Two prediction models for tumor prediction based on logistic regression and BP neural network were proposed in this paper; a sensitivity analysis of risk factors was also conducted. The two protocols will be implemented in the R language and demonstrated with relevant lung cancer data. Additionally, the two models are compared, verifying their accuracy and feasibility. Finally, a function is combined with R language, which can quickly achieve the above two programs. It is set up to obtain the tumor prediction model and the risk factors on the degree of correlation of the size of the disease. This method is convenient and practical and we hope it can be applied in the early discovery of cancer during future medicine.

1. Introduction

In our country, malignant tumor is a well-known cancer, such as lung and breast cancer, and has a high morbidity and mortality rate. It is a great threat to human life. An important research topic in modern medicine includes how to overcome the malignant tumor.

Although there are many cancer prevention and treatment methods, the input level of primary and secondary prevention of the tumor is still not enough. There is the lack of measures of feasible community prevention interventions. Additionally, the current technology for discovering primary cancer is still very scarce. Many cancer patients are diagnosed at the advanced stage, which is the primary reason leading to the high incidence and mortality rates of cancer. Therefore, early detection, early diagnosis, and early treatment are still the primary measures for enhancing the survival rate and reducing the mortality rate of cancer patients.

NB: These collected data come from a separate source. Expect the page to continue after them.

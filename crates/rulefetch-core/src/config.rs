use anyhow::Result;
use serde::{Deserialize, Serialize};
use std::fs;
use std::path::{Path, PathBuf};
use std::time::Duration;

use crate::fetch::DEFAULT_USER_AGENT;
use crate::redirect::DEFAULT_MAX_REDIRECTIONS;
use crate::request::Method;
use crate::retry::RetryOptions;
use crate::transport::CurlOptions;

/// Retry parameters (optional `[retry]` section in config.toml).
/// Missing keys fall back to the system defaults.
#[derive(Debug, Clone, PartialEq, Serialize, Deserialize)]
#[serde(default)]
pub struct RetryConfig {
    /// Retries after the first attempt.
    pub max_retries: u32,
    /// First backoff step in milliseconds.
    pub min_timeout_ms: u64,
    /// Upper bound on any backoff delay in milliseconds.
    pub max_timeout_ms: u64,
    /// Growth factor between backoff steps.
    pub timeout_factor: f64,
    /// Methods that may be retried.
    pub methods: Vec<Method>,
    /// Response statuses treated as a retry signal.
    pub status_codes: Vec<u16>,
}

impl Default for RetryConfig {
    fn default() -> Self {
        RetryConfig::from(&RetryOptions::system_default())
    }
}

impl From<&RetryOptions> for RetryConfig {
    fn from(o: &RetryOptions) -> Self {
        Self {
            max_retries: o.max_retries,
            min_timeout_ms: o.min_timeout.as_millis() as u64,
            max_timeout_ms: o.max_timeout.as_millis() as u64,
            timeout_factor: o.timeout_factor,
            methods: o.methods.clone(),
            status_codes: o.status_codes.clone(),
        }
    }
}

impl From<&RetryConfig> for RetryOptions {
    fn from(c: &RetryConfig) -> Self {
        Self {
            max_retries: c.max_retries,
            min_timeout: Duration::from_millis(c.min_timeout_ms),
            max_timeout: Duration::from_millis(c.max_timeout_ms),
            timeout_factor: c.timeout_factor,
            methods: c.methods.clone(),
            status_codes: c.status_codes.clone(),
        }
    }
}

/// Global configuration loaded from `~/.config/rulefetch/config.toml`.
#[derive(Debug, Clone, PartialEq, Serialize, Deserialize)]
pub struct FetchConfig {
    /// `User-Agent` sent with every request.
    pub user_agent: String,
    /// Redirect hops followed per attempt (0 = do not follow).
    pub max_redirections: usize,
    pub connect_timeout_secs: u64,
    /// Whole-transfer timeout per attempt.
    pub request_timeout_secs: u64,
    /// Optional cap on how long a DNS answer is cached, below its record TTL.
    #[serde(default)]
    pub dns_max_ttl_secs: Option<u64>,
    /// Optional retry policy; if missing, built-in defaults are used.
    #[serde(default)]
    pub retry: Option<RetryConfig>,
}

impl Default for FetchConfig {
    fn default() -> Self {
        let curl = CurlOptions::default();
        Self {
            user_agent: DEFAULT_USER_AGENT.to_string(),
            max_redirections: DEFAULT_MAX_REDIRECTIONS,
            connect_timeout_secs: curl.connect_timeout.as_secs(),
            request_timeout_secs: curl.timeout.as_secs(),
            dns_max_ttl_secs: None,
            retry: None,
        }
    }
}

impl FetchConfig {
    pub fn retry_options(&self) -> RetryOptions {
        self.retry
            .as_ref()
            .map(RetryOptions::from)
            .unwrap_or_else(RetryOptions::system_default)
    }

    pub fn curl_options(&self) -> CurlOptions {
        CurlOptions {
            connect_timeout: Duration::from_secs(self.connect_timeout_secs),
            timeout: Duration::from_secs(self.request_timeout_secs),
        }
    }

    pub fn dns_max_ttl(&self) -> Option<Duration> {
        self.dns_max_ttl_secs.map(Duration::from_secs)
    }
}

pub fn config_path() -> Result<PathBuf> {
    let xdg_dirs = xdg::BaseDirectories::with_prefix("rulefetch")?;
    Ok(xdg_dirs.place_config_file("config.toml")?)
}

/// Load configuration from disk, creating a default file if none exists.
pub fn load_or_init() -> Result<FetchConfig> {
    load_or_init_at(&config_path()?)
}

pub fn load_or_init_at(path: &Path) -> Result<FetchConfig> {
    if !path.exists() {
        let default_cfg = FetchConfig::default();
        let toml = toml::to_string_pretty(&default_cfg)?;
        if let Some(parent) = path.parent() {
            fs::create_dir_all(parent)?;
        }
        fs::write(path, toml)?;
        tracing::info!("created default config at {}", path.display());
        return Ok(default_cfg);
    }

    let data = fs::read_to_string(path)?;
    let cfg: FetchConfig = toml::from_str(&data)?;
    Ok(cfg)
}
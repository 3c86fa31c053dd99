pub mod test_server;
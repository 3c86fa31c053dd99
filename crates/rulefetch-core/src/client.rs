//! Explicitly constructed HTTP client: owns the resolver cache and the
//! middleware chain (retry -> redirect -> transport).

use std::sync::Arc;

use crate::config::FetchConfig;
use crate::dispatch::Dispatcher;
use crate::dns::{DnsCache, HickoryLookup};
use crate::error::DispatchError;
use crate::proxy::ProxyConfig;
use crate::redirect::{RedirectMiddleware, DEFAULT_MAX_REDIRECTIONS};
use crate::request::{Request, Response};
use crate::retry::{RetryMiddleware, RetryOptions};
use crate::transport::{CurlOptions, CurlTransport, Transport};

pub struct HttpClient {
    dispatcher: Dispatcher,
    dns: Option<Arc<DnsCache>>,
}

impl HttpClient {
    /// Production stack: hickory resolver cache, environment proxy, curl.
    pub fn from_config(config: &FetchConfig) -> Self {
        let dns = Arc::new(
            DnsCache::new(HickoryLookup::from_system_conf()).with_max_ttl(config.dns_max_ttl()),
        );
        let transport = CurlTransport::new(
            Arc::clone(&dns),
            ProxyConfig::from_env(),
            config.curl_options(),
        );
        HttpClient::builder(Arc::new(transport))
            .dns(dns)
            .retry(config.retry_options())
            .max_redirections(config.max_redirections)
            .build()
    }

    /// Curl transport over a caller-supplied resolver cache and proxy setup.
    pub fn with_curl(
        dns: Arc<DnsCache>,
        proxy: ProxyConfig,
        curl: CurlOptions,
    ) -> HttpClientBuilder {
        let transport = CurlTransport::new(Arc::clone(&dns), proxy, curl);
        HttpClient::builder(Arc::new(transport)).dns(dns)
    }

    pub fn builder(transport: Arc<dyn Transport>) -> HttpClientBuilder {
        HttpClientBuilder {
            transport,
            dns: None,
            retry: RetryOptions::system_default(),
            max_redirections: DEFAULT_MAX_REDIRECTIONS,
        }
    }

    /// Resolver cache used by the transport, when it has one.
    pub fn dns(&self) -> Option<&Arc<DnsCache>> {
        self.dns.as_ref()
    }

    /// Run a request through the whole chain. Non-success statuses are
    /// returned as responses; see [`crate::fetch_with_log`] for the
    /// error-normalizing entry point.
    pub async fn dispatch(&self, request: Request) -> Result<Response, DispatchError> {
        self.dispatcher.dispatch(request).await
    }
}

pub struct HttpClientBuilder {
    transport: Arc<dyn Transport>,
    dns: Option<Arc<DnsCache>>,
    retry: RetryOptions,
    max_redirections: usize,
}

impl HttpClientBuilder {
    pub fn dns(mut self, dns: Arc<DnsCache>) -> Self {
        self.dns = Some(dns);
        self
    }

    pub fn retry(mut self, retry: RetryOptions) -> Self {
        self.retry = retry;
        self
    }

    pub fn max_redirections(mut self, max: usize) -> Self {
        self.max_redirections = max;
        self
    }

    pub fn build(self) -> HttpClient {
        let dispatcher = Dispatcher::new(self.transport)
            .with(RetryMiddleware::new(self.retry))
            .with(RedirectMiddleware::new(self.max_redirections));
        HttpClient {
            dispatcher,
            dns: self.dns,
        }
    }
}

#[cfg(test)]
mod tests {
    use super::*;
    use crate::dns::HickoryLookup;
    use crate::transport::{TransportError, TransportErrorKind};
    use async_trait::async_trait;

    struct Unreachable;

    #[async_trait]
    impl Transport for Unreachable {
        async fn send(&self, _request: &Request) -> Result<Response, TransportError> {
            Err(TransportError::new(TransportErrorKind::Other, "unused"))
        }
    }

    #[tokio::test]
    async fn curl_client_exposes_its_resolver_cache() {
        let dns = Arc::new(DnsCache::new(HickoryLookup::from_system_conf()));
        let client =
            HttpClient::with_curl(Arc::clone(&dns), ProxyConfig::none(), CurlOptions::default())
                .build();
        let shared = client.dns().unwrap();
        assert!(Arc::ptr_eq(shared, &dns));

        // Literals resolve without touching the network.
        let addrs = shared
            .lookup("127.0.0.1", crate::dns::LookupOptions::default())
            .await
            .unwrap();
        assert_eq!(addrs.len(), 1);
    }

    #[test]
    fn custom_transport_has_no_cache_unless_given_one() {
        let client = HttpClient::builder(Arc::new(Unreachable)).build();
        assert!(client.dns().is_none());
    }
}
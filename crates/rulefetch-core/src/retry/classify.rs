//! Classify a failed attempt for retry decisions.

use crate::error::DispatchError;
use crate::request::Response;
use crate::transport::TransportErrorKind;

/// Outcome of one attempt that did not produce a usable response.
#[derive(Debug)]
pub enum AttemptFailure {
    /// A response whose status is in the retry `status_codes` list; the
    /// connection layer asks for another attempt.
    Status(Response),
    Error(DispatchError),
}

/// Transient judgment of a failure, recomputed for every attempt.
#[derive(Debug, Clone, Copy, PartialEq, Eq)]
pub enum FailureClass<'a> {
    /// Malformed request (bad URL, unescaped characters); never succeeds.
    Structural,
    /// Explicit abort.
    Cancelled,
    /// Not a connection-layer retry signal.
    Foreign,
    Retryable {
        status: Option<u16>,
        retry_after: Option<&'a str>,
    },
}

pub fn classify(failure: &AttemptFailure) -> FailureClass<'_> {
    match failure {
        AttemptFailure::Status(resp) => FailureClass::Retryable {
            status: Some(resp.status),
            retry_after: resp.header("retry-after"),
        },
        AttemptFailure::Error(DispatchError::Cancelled) => FailureClass::Cancelled,
        AttemptFailure::Error(DispatchError::Transport(e)) => match e.kind {
            TransportErrorKind::Escaping => FailureClass::Structural,
            TransportErrorKind::Abort => FailureClass::Cancelled,
            kind if kind.is_retryable() => FailureClass::Retryable {
                status: None,
                retry_after: None,
            },
            _ => FailureClass::Foreign,
        },
        AttemptFailure::Error(DispatchError::InvalidRedirect { .. }) => FailureClass::Structural,
        AttemptFailure::Error(DispatchError::TooManyRedirects { .. }) => FailureClass::Foreign,
    }
}

#[cfg(test)]
mod tests {
    use super::*;
    use crate::transport::TransportError;
    use url::Url;

    fn transport(kind: TransportErrorKind) -> AttemptFailure {
        AttemptFailure::Error(DispatchError::Transport(TransportError::new(kind, "x")))
    }

    #[test]
    fn escaping_is_structural_and_abort_is_cancelled() {
        assert_eq!(classify(&transport(TransportErrorKind::Escaping)), FailureClass::Structural);
        assert_eq!(classify(&transport(TransportErrorKind::Abort)), FailureClass::Cancelled);
        assert_eq!(
            classify(&AttemptFailure::Error(DispatchError::Cancelled)),
            FailureClass::Cancelled
        );
    }

    #[test]
    fn connection_errors_are_retryable() {
        for kind in [
            TransportErrorKind::Timeout,
            TransportErrorKind::ConnReset,
            TransportErrorKind::ConnRefused,
            TransportErrorKind::Dns,
        ] {
            assert_eq!(
                classify(&transport(kind)),
                FailureClass::Retryable {
                    status: None,
                    retry_after: None
                }
            );
        }
    }

    #[test]
    fn other_errors_are_foreign() {
        assert_eq!(classify(&transport(TransportErrorKind::Tls)), FailureClass::Foreign);
        assert_eq!(classify(&transport(TransportErrorKind::Other)), FailureClass::Foreign);
        let url = Url::parse("https://example.com/").unwrap();
        assert_eq!(
            classify(&AttemptFailure::Error(DispatchError::TooManyRedirects { max: 5, url })),
            FailureClass::Foreign
        );
    }

    #[test]
    fn status_signal_carries_code_and_retry_after() {
        let mut resp = Response::new(503, Url::parse("https://example.com/").unwrap());
        resp.headers.insert("Retry-After", "2");
        let failure = AttemptFailure::Status(resp);
        assert_eq!(
            classify(&failure),
            FailureClass::Retryable {
                status: Some(503),
                retry_after: Some("2")
            }
        );
    }
}
use rulefetch_core::logging::{self, LogTarget};

mod cli;

use crate::cli::CliCommand;

#[tokio::main]
async fn main() {
    match logging::init() {
        LogTarget::File(path) => tracing::debug!("log file: {}", path.display()),
        LogTarget::Stderr => tracing::debug!("logging to stderr"),
    }

    if let Err(err) = CliCommand::run_from_args().await {
        eprintln!("rulefetch error: {:#}", err);
        std::process::exit(1);
    }
}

Thus, the establishment the tumor prediction model is very important. Currently, the establishment of the tumor prediction model has reached some achievements around the world. Among the tumor prediction model, the gray GM (1,1) model, the Cox proportional hazards regression model, the logistic regression model, the artificial neural network model, and their combined application are widely used.

The gray GM (1,1) model was used widely early on and is a system of uncertainty with the implementation of the forecast method. The Gray GM (1,1) model is simple, has no exact conditions for the probability distribution of sample contents, and was used to establish tumor prediction model. The predictive effect is good and the adaptability is strong. It can provide reference for the development of tumor prevention and treatment [Citation1]. Like some prognostic models, the disadvantage is that Gray GM (1,1) cannot individually assess a single patient, and can only stratify risk for specific populations.

The cox proportional hazards regression model is widely used in cancer and other chronic disease prognosis analyses, and the cohort study explored the factors of the disease. The cox proportional hazards regression models have also been used to predict the risk of lung cancer [Citation2]. It is a multivariate analysis method, has a more flexible application, and it cannot consider the survival time distribution. Objects of the observation of the study queue can be sooner or later, but the length of time can be inconsistent and has the ability to use censored data. It is excellent for both group and individual predictive models.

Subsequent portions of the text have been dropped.